President Barack Obama, who was 8 years old when Kissinger first took office, was less enamoured of him. Obama noted toward the end of his presidency that he had spent much of his tenure trying to repair the world that Kissinger left. He saw Kissinger’s failures as a cautionary tale.
“We dropped more ordnance on Cambodia and Laos than on Europe in World War II,” Obama said in an interview with The Atlantic in 2016, “and yet, ultimately, Nixon withdrew, Kissinger went to Paris, and all we left behind was chaos, slaughter and authoritarian governments that finally, over time, have emerged from that hell.”
Few figures in modern American history remained so relevant for so long as Kissinger. Well into his 90s he kept speaking and writing, and charging astronomical fees to clients seeking his geopolitical analysis.

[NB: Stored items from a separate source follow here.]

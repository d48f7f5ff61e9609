//! Login/register form models and client-side validation.
//!
//! DESIGN
//! ======
//! Forms are plain structs so validation can be exercised without a reactive
//! runtime. The auth page wraps `AuthFormState` in a single `RwSignal` and
//! routes every input event through `set_field`.
//!
//! Validation collects every failing field in one pass. The confirmation check
//! always runs, even when the identifier or password are already invalid.

#[cfg(test)]
#[path = "auth_form_test.rs"]
mod auth_form_test;

use std::collections::BTreeMap;
use std::fmt;

use thiserror::Error;

/// Minimum password length for both forms, counted in characters.
pub const MIN_PASSWORD_LEN: usize = 6;

/// Minimum username length on the register form.
pub const MIN_REGISTER_IDENTIFIER_LEN: usize = 3;

/// Which form the auth card is showing.
#[derive(Clone, Copy, Debug, Default, PartialEq, Eq)]
pub enum AuthMode {
    #[default]
    Login,
    Register,
}

impl AuthMode {
    /// Card subtitle under the product name.
    pub fn subtitle(self) -> &'static str {
        match self {
            Self::Login => "Welcome back! Sign in to continue.",
            Self::Register => "Join Orizu and start chatting securely.",
        }
    }

    /// Submit button caption; switches to a progress label while loading.
    pub fn submit_label(self, loading: bool) -> &'static str {
        match (self, loading) {
            (Self::Login, false) => "Sign In",
            (Self::Login, true) => "Signing in...",
            (Self::Register, false) => "Create Account",
            (Self::Register, true) => "Creating account...",
        }
    }

    /// Tab caption.
    pub fn tab_label(self) -> &'static str {
        match self {
            Self::Login => "Login",
            Self::Register => "Register",
        }
    }
}

/// Input fields across both forms.
#[derive(Clone, Copy, Debug, PartialEq, Eq, PartialOrd, Ord)]
pub enum Field {
    Identifier,
    DisplayName,
    Password,
    ConfirmPassword,
}

/// A single inline validation failure.
#[derive(Clone, Debug, Error, PartialEq, Eq)]
pub enum FieldError {
    #[error("Username or Matrix ID is required")]
    IdentifierRequired,

    #[error("Username must be at least {min} characters")]
    IdentifierTooShort { min: usize },

    #[error("Password must be at least {min} characters")]
    PasswordTooShort { min: usize },

    #[error("Passwords don't match")]
    PasswordMismatch,
}

/// Per-field validation errors for one form.
#[derive(Clone, Debug, Default, PartialEq, Eq)]
pub struct FormErrors {
    errors: BTreeMap<Field, FieldError>,
}

impl FormErrors {
    pub fn insert(&mut self, field: Field, error: FieldError) {
        self.errors.insert(field, error);
    }

    pub fn get(&self, field: Field) -> Option<&FieldError> {
        self.errors.get(&field)
    }

    /// Inline message for `field`, if it failed.
    pub fn message(&self, field: Field) -> Option<String> {
        self.get(field).map(ToString::to_string)
    }

    pub fn is_empty(&self) -> bool {
        self.errors.is_empty()
    }

    pub fn len(&self) -> usize {
        self.errors.len()
    }

    fn into_result<T>(self, ok: T) -> Result<T, Self> {
        if self.is_empty() { Ok(ok) } else { Err(self) }
    }
}

fn char_len(value: &str) -> usize {
    value.chars().count()
}

fn check_password(errors: &mut FormErrors, password: &str) {
    if char_len(password) < MIN_PASSWORD_LEN {
        errors.insert(Field::Password, FieldError::PasswordTooShort { min: MIN_PASSWORD_LEN });
    }
}

/// Login form values. Defaults are empty strings.
#[derive(Clone, Default, PartialEq, Eq)]
pub struct LoginForm {
    pub identifier: String,
    pub password: String,
}

impl LoginForm {
    /// Validate the form.
    ///
    /// # Errors
    ///
    /// Returns every failing field when the identifier is empty or the
    /// password is shorter than [`MIN_PASSWORD_LEN`].
    pub fn validate(&self) -> Result<LoginSubmission, FormErrors> {
        let mut errors = FormErrors::default();
        if self.identifier.is_empty() {
            errors.insert(Field::Identifier, FieldError::IdentifierRequired);
        }
        check_password(&mut errors, &self.password);
        errors.into_result(LoginSubmission {
            identifier: self.identifier.clone(),
            password: self.password.clone(),
        })
    }
}

/// Register form values. An empty display name means "not provided".
#[derive(Clone, Default, PartialEq, Eq)]
pub struct RegisterForm {
    pub identifier: String,
    pub display_name: String,
    pub password: String,
    pub confirm_password: String,
}

impl RegisterForm {
    /// Validate the form.
    ///
    /// # Errors
    ///
    /// Returns every failing field: a username shorter than
    /// [`MIN_REGISTER_IDENTIFIER_LEN`], a short password, and a confirmation
    /// that differs from the password. The display name is never checked.
    pub fn validate(&self) -> Result<RegisterSubmission, FormErrors> {
        let mut errors = FormErrors::default();
        if char_len(&self.identifier) < MIN_REGISTER_IDENTIFIER_LEN {
            errors.insert(
                Field::Identifier,
                FieldError::IdentifierTooShort { min: MIN_REGISTER_IDENTIFIER_LEN },
            );
        }
        check_password(&mut errors, &self.password);
        if self.confirm_password != self.password {
            errors.insert(Field::ConfirmPassword, FieldError::PasswordMismatch);
        }
        let display_name = (!self.display_name.is_empty()).then(|| self.display_name.clone());
        errors.into_result(RegisterSubmission {
            identifier: self.identifier.clone(),
            display_name,
            password: self.password.clone(),
        })
    }
}

/// Validated login input.
#[derive(Clone, PartialEq, Eq)]
pub struct LoginSubmission {
    pub identifier: String,
    pub password: String,
}

/// Validated register input.
#[derive(Clone, PartialEq, Eq)]
pub struct RegisterSubmission {
    pub identifier: String,
    pub display_name: Option<String>,
    pub password: String,
}

/// A validated request ready for the (mock) auth backend.
#[derive(Clone, Debug, PartialEq, Eq)]
pub enum AuthRequest {
    Login(LoginSubmission),
    Register(RegisterSubmission),
}

impl AuthRequest {
    pub fn mode(&self) -> AuthMode {
        match self {
            Self::Login(_) => AuthMode::Login,
            Self::Register(_) => AuthMode::Register,
        }
    }

    pub fn identifier(&self) -> &str {
        match self {
            Self::Login(s) => &s.identifier,
            Self::Register(s) => &s.identifier,
        }
    }
}

const REDACTED: &str = "<redacted>";

impl fmt::Debug for LoginForm {
    fn fmt(&self, f: &mut fmt::Formatter<'_>) -> fmt::Result {
        f.debug_struct("LoginForm")
            .field("identifier", &self.identifier)
            .field("password", &REDACTED)
            .finish()
    }
}

impl fmt::Debug for RegisterForm {
    fn fmt(&self, f: &mut fmt::Formatter<'_>) -> fmt::Result {
        f.debug_struct("RegisterForm")
            .field("identifier", &self.identifier)
            .field("display_name", &self.display_name)
            .field("password", &REDACTED)
            .field("confirm_password", &REDACTED)
            .finish()
    }
}

impl fmt::Debug for LoginSubmission {
    fn fmt(&self, f: &mut fmt::Formatter<'_>) -> fmt::Result {
        f.debug_struct("LoginSubmission")
            .field("identifier", &self.identifier)
            .field("password", &REDACTED)
            .finish()
    }
}

impl fmt::Debug for RegisterSubmission {
    fn fmt(&self, f: &mut fmt::Formatter<'_>) -> fmt::Result {
        f.debug_struct("RegisterSubmission")
            .field("identifier", &self.identifier)
            .field("display_name", &self.display_name)
            .field("password", &REDACTED)
            .finish()
    }
}

/// Why `AuthFormState::submit` refused to produce a request.
#[derive(Clone, Copy, Debug, Error, PartialEq, Eq)]
pub enum SubmitRejected {
    #[error("a submission is already in flight")]
    Busy,
    #[error("the form has validation errors")]
    Invalid,
}

/// Whole auth-card state: mode toggle, both forms, their errors, and the
/// shared loading flag.
#[derive(Clone, Debug, Default)]
pub struct AuthFormState {
    pub mode: AuthMode,
    pub login: LoginForm,
    pub register: RegisterForm,
    pub login_errors: FormErrors,
    pub register_errors: FormErrors,
    pub loading: bool,
    login_attempted: bool,
    register_attempted: bool,
}

impl AuthFormState {
    /// Show `mode` and reset that form to its defaults. Asking for the mode
    /// already shown changes nothing.
    pub fn switch_mode(&mut self, mode: AuthMode) {
        if self.mode == mode {
            return;
        }
        self.mode = mode;
        match mode {
            AuthMode::Login => {
                self.login = LoginForm::default();
                self.login_errors = FormErrors::default();
                self.login_attempted = false;
            }
            AuthMode::Register => {
                self.register = RegisterForm::default();
                self.register_errors = FormErrors::default();
                self.register_attempted = false;
            }
        }
    }

    /// Current value of `field` on the active form. Fields the active form
    /// does not have read as empty.
    pub fn value(&self, field: Field) -> &str {
        match (self.mode, field) {
            (AuthMode::Login, Field::Identifier) => &self.login.identifier,
            (AuthMode::Login, Field::Password) => &self.login.password,
            (AuthMode::Login, Field::DisplayName | Field::ConfirmPassword) => "",
            (AuthMode::Register, Field::Identifier) => &self.register.identifier,
            (AuthMode::Register, Field::DisplayName) => &self.register.display_name,
            (AuthMode::Register, Field::Password) => &self.register.password,
            (AuthMode::Register, Field::ConfirmPassword) => &self.register.confirm_password,
        }
    }

    /// Write `field` on the active form.
    ///
    /// After a failed submit the form re-validates on every change so inline
    /// errors clear as soon as the input becomes valid.
    pub fn set_field(&mut self, field: Field, value: String) {
        match (self.mode, field) {
            (AuthMode::Login, Field::Identifier) => self.login.identifier = value,
            (AuthMode::Login, Field::Password) => self.login.password = value,
            (AuthMode::Login, Field::DisplayName | Field::ConfirmPassword) => return,
            (AuthMode::Register, Field::Identifier) => self.register.identifier = value,
            (AuthMode::Register, Field::DisplayName) => self.register.display_name = value,
            (AuthMode::Register, Field::Password) => self.register.password = value,
            (AuthMode::Register, Field::ConfirmPassword) => self.register.confirm_password = value,
        }
        match self.mode {
            AuthMode::Login if self.login_attempted => {
                self.login_errors = self.login.validate().err().unwrap_or_default();
            }
            AuthMode::Register if self.register_attempted => {
                self.register_errors = self.register.validate().err().unwrap_or_default();
            }
            _ => {}
        }
    }

    /// Errors for the active form.
    pub fn errors(&self) -> &FormErrors {
        match self.mode {
            AuthMode::Login => &self.login_errors,
            AuthMode::Register => &self.register_errors,
        }
    }

    /// Validate the active form and, on success, enter the loading state.
    ///
    /// # Errors
    ///
    /// [`SubmitRejected::Busy`] while a submission is in flight (state is left
    /// untouched), [`SubmitRejected::Invalid`] when validation fails (errors
    /// are stored for inline display).
    pub fn submit(&mut self) -> Result<AuthRequest, SubmitRejected> {
        if self.loading {
            return Err(SubmitRejected::Busy);
        }
        let outcome = match self.mode {
            AuthMode::Login => {
                self.login_attempted = true;
                let result = self.login.validate();
                self.login_errors = result.as_ref().err().cloned().unwrap_or_default();
                result.map(AuthRequest::Login)
            }
            AuthMode::Register => {
                self.register_attempted = true;
                let result = self.register.validate();
                self.register_errors = result.as_ref().err().cloned().unwrap_or_default();
                result.map(AuthRequest::Register)
            }
        };
        let request = outcome.map_err(|_| SubmitRejected::Invalid)?;
        self.loading = true;
        Ok(request)
    }

    /// Leave the loading state once the simulated round trip completes.
    pub fn finish_submit(&mut self) {
        self.loading = false;
    }
}
mod config;
mod error;
mod routes;

use tracing_subscriber::EnvFilter;

use crate::config::Config;
use crate::error::ServerError;

#[tokio::main]
async fn main() {
    dotenvy::dotenv().ok();

    tracing_subscriber::fmt()
        .with_env_filter(EnvFilter::try_from_default_env().unwrap_or_else(|_| EnvFilter::new("info")))
        .init();

    if let Err(e) = run().await {
        tracing::error!(error = %e, "orizu server stopped");
        std::process::exit(1);
    }
}

async fn run() -> Result<(), ServerError> {
    let config = Config::from_env()?;

    let leptos_options = leptos::config::get_configuration(None)
        .map_err(|e| ServerError::LeptosConfig(e.to_string()))?
        .leptos_options;

    let app = routes::app(&config, leptos_options);

    let addr = config.bind_addr();
    let listener = tokio::net::TcpListener::bind(&addr)
        .await
        .map_err(|source| ServerError::Bind { addr: addr.clone(), source })?;

    tracing::info!(%addr, compression = config.compression, "orizu listening");
    axum::serve(listener, app).await.map_err(ServerError::Serve)
}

While the protesters at his talks dwindled, the very mention of his name could trigger bitter arguments. To his admirers, he was the brilliant architect of Pax Americana, the chess grandmaster who was willing to upend the board and inject a measure of unpredictability into US diplomacy.

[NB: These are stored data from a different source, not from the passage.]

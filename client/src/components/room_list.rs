//! Room list pane: search box, new-chat button, and one row per room.
//!
//! DESIGN
//! ======
//! Reads and writes `HomeState` from context. Filtering and selection are
//! session-local; nothing is sent or stored.

use leptos::prelude::*;

use crate::components::icons::{Icon, render_icon};
use crate::state::rooms::{HomeState, RoomSummary, unread_badge};

/// Searchable list of rooms with the selected row highlighted.
#[component]
pub fn RoomList() -> impl IntoView {
    let home = expect_context::<RwSignal<HomeState>>();

    let query = move || home.with(|h| h.room_query.clone());
    let visible = Memo::new(move |_| home.with(HomeState::visible_rooms));

    view! {
        <div class="room-list">
            <div class="room-list__actions">
                <div class="room-list__search">
                    {render_icon(Icon::Search)}
                    <input
                        class="room-list__search-input"
                        type="search"
                        placeholder="Search rooms..."
                        prop:value=query
                        on:input=move |ev| home.update(|h| h.room_query = event_target_value(&ev))
                    />
                </div>
                <button class="btn btn--primary room-list__new-chat" on:click=move |_| log::debug!("new chat requested")>
                    {render_icon(Icon::Plus)}
                    " New Chat"
                </button>
            </div>

            <div class="room-list__separator"></div>

            <div class="room-list__rooms">
                {move || {
                    let rooms = visible.get();
                    if rooms.is_empty() {
                        return view! { <p class="room-list__empty">"No rooms match your search."</p> }.into_any();
                    }
                    rooms
                        .into_iter()
                        .map(|room| view! { <RoomRow room=room/> })
                        .collect::<Vec<_>>()
                        .into_any()
                }}
            </div>
        </div>
    }
}

#[component]
fn RoomRow(room: RoomSummary) -> impl IntoView {
    let home = expect_context::<RwSignal<HomeState>>();

    let id_for_class = room.id.clone();
    let id_for_click = room.id.clone();
    let is_selected = move || home.with(|h| h.is_selected(&id_for_class));
    let on_click = move |_| home.update(|h| h.select(&id_for_click));
    let badge = unread_badge(room.unread);

    view! {
        <button
            class="room-list__item"
            class:room-list__item--selected=is_selected
            title=room.kind.label()
            on:click=on_click
        >
            <span class="room-list__icon" aria-label=room.kind.glyph()>{render_icon(Icon::from(room.kind))}</span>
            <span class="room-list__name">{room.name}</span>
            {badge.map(|text| view! { <span class="room-list__badge">{text}</span> })}
        </button>
    }
}
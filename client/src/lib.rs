//! # orizu-client
//!
//! Leptos + WASM frontend for the Orizu chat client prototype.
//!
//! This crate contains the auth and home pages, their components, view-state
//! models with client-side validation, the mock auth transport, and browser
//! helpers. The `server` crate renders it with SSR and serves the hydrate
//! bundle.

pub mod app;
pub mod components;
pub mod net;
pub mod pages;
pub mod state;
pub mod util;

/// WASM entry point: hydrate the server-rendered body.
#[cfg(feature = "hydrate")]
#[wasm_bindgen::prelude::wasm_bindgen]
pub fn hydrate() {
    console_error_panic_hook::set_once();
    let _ = console_log::init_with_level(log::Level::Debug);
    leptos::mount::hydrate_body(app::App);
}
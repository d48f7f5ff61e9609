//! Theme initialization and toggle.
//!
//! Reads the user's preference from `localStorage` and applies the `.dark`
//! class to the `<html>` element. With no stored preference the system
//! `prefers-color-scheme` wins. Toggle writes back to `localStorage`.
//! Requires a browser environment; elsewhere it is a no-op that reports light.

#[cfg(test)]
#[path = "theme_test.rs"]
mod theme_test;

#[cfg(feature = "hydrate")]
const STORAGE_KEY: &str = "orizu_theme";

const DARK_CLASS: &str = "dark";

/// Decode a stored preference. Unknown values are treated as unset.
pub fn parse_stored(raw: &str) -> Option<bool> {
    match raw.trim() {
        "dark" => Some(true),
        "light" => Some(false),
        _ => None,
    }
}

/// Encode a preference for storage.
pub fn stored_value(dark: bool) -> &'static str {
    if dark { "dark" } else { "light" }
}

/// Read the theme preference. `true` means dark.
pub fn read_preference() -> bool {
    #[cfg(feature = "hydrate")]
    {
        let Some(window) = web_sys::window() else {
            return false;
        };

        if let Ok(Some(storage)) = window.local_storage() {
            if let Some(dark) = storage.get_item(STORAGE_KEY).ok().flatten().as_deref().and_then(parse_stored) {
                return dark;
            }
        }

        window
            .match_media("(prefers-color-scheme: dark)")
            .ok()
            .flatten()
            .map_or(false, |mq| mq.matches())
    }
    #[cfg(not(feature = "hydrate"))]
    {
        false
    }
}

/// Apply or remove the `.dark` class on the `<html>` element.
pub fn apply(enabled: bool) {
    #[cfg(feature = "hydrate")]
    {
        if let Some(el) = web_sys::window().and_then(|w| w.document()).and_then(|d| d.document_element()) {
            let class_list = el.class_list();
            if enabled {
                let _ = class_list.add_1(DARK_CLASS);
            } else {
                let _ = class_list.remove_1(DARK_CLASS);
            }
        }
    }
    #[cfg(not(feature = "hydrate"))]
    {
        let _ = (enabled, DARK_CLASS);
    }
}

/// Toggle the theme and persist the new preference.
pub fn toggle(current: bool) -> bool {
    let next = !current;
    apply(next);
    #[cfg(feature = "hydrate")]
    {
        if let Some(storage) = web_sys::window().and_then(|w| w.local_storage().ok().flatten()) {
            let _ = storage.set_item(STORAGE_KEY, stored_value(next));
        }
    }
    log::debug!("theme set to {}", stored_value(next));
    next
}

To his detractors — and even some friends and former employees — he was vain, conspiratorial, arrogant and short-tempered, a man capable of praising a top aide as indispensable while ordering the FBI to illegally tap his home phones to see if he was leaking to the press.
The irony was not lost on two generations of reporters, who knew that if they were looking for leaks — usually self-interested ones — Kissinger, a master of the art, was a ready source. “If anybody leaks in this administration, I will be the one to leak,” he said. And he did, prodigiously.
Increasingly isolated as the Watergate scandal unfolded, Nixon often turned to Kissinger, the undiminished star of his administration, for reassurance.
The Watergate tapes revealed Kissinger spending humiliating hours listening to the president’s harangues, including antisemitic comments delivered to his Jewish secretary of state. Kissinger often responded with flattery. After returning to his office, he would roll his eyes as he told his closest colleagues about Nixon’s bizarre behaviour.
Leaks and paranoia
Kissinger was not involved in the Watergate affair. Yet the break-in at the offices of the Democratic National Committee by a White House team of burglars and the administration’s attempts to cover up the crime emerged from a culture of suspicion and secretiveness that many argue that he helped foster.
In the spring of 1969, soon after taking office, he was so enraged by the leaks behind a Times report of the Cambodia bombing campaign that he ordered the FBI to tap the phones of more than a dozen White House aides, including members of his own staff. The recordings never turned up a culprit.
He was similarly infuriated by the publication of the Pentagon Papers in the Times and The Washington Post in 1971. The classified documents chronicled the government’s war policies and planning in Vietnam, and leaking them, in his view, jeopardized his secret face-to-face diplomacy. His complaints helped inspire the creation of the White House burglary team that would later break into Democratic headquarters at the Watergate building.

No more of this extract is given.